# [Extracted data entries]
────
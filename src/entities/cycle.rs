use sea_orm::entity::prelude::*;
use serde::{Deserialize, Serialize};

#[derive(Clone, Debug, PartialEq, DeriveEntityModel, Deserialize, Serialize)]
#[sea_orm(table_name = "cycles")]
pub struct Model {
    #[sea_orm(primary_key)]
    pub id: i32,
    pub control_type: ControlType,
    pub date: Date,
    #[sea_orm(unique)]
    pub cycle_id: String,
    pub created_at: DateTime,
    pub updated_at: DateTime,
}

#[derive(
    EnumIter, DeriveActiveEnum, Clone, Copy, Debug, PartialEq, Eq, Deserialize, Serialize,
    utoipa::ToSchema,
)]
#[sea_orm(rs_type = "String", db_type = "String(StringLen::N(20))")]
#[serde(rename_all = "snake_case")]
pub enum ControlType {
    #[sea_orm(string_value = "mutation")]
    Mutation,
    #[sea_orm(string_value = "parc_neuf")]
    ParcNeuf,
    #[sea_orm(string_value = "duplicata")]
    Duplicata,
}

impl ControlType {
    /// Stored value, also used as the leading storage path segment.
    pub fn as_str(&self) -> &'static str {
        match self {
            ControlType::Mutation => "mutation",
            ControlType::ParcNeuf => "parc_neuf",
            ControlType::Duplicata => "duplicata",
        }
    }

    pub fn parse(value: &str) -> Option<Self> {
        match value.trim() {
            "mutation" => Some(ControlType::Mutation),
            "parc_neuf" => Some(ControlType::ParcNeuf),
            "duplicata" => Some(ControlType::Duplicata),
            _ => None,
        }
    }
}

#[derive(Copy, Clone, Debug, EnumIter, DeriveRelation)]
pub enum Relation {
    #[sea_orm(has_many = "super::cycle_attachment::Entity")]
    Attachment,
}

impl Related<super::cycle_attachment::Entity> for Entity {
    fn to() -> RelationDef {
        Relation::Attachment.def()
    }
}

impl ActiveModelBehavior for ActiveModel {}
────
# [TASK TO COMPLETE]
Filter the data down to the lines that contain the string "EnumIter", and copy them.

# [ANSWER BOX]
    EnumIter, DeriveActiveEnum, Clone, Copy, Debug, PartialEq, Eq, Deserialize, Serialize,
#[derive(Copy, Clone, Debug, EnumIter, DeriveRelation)]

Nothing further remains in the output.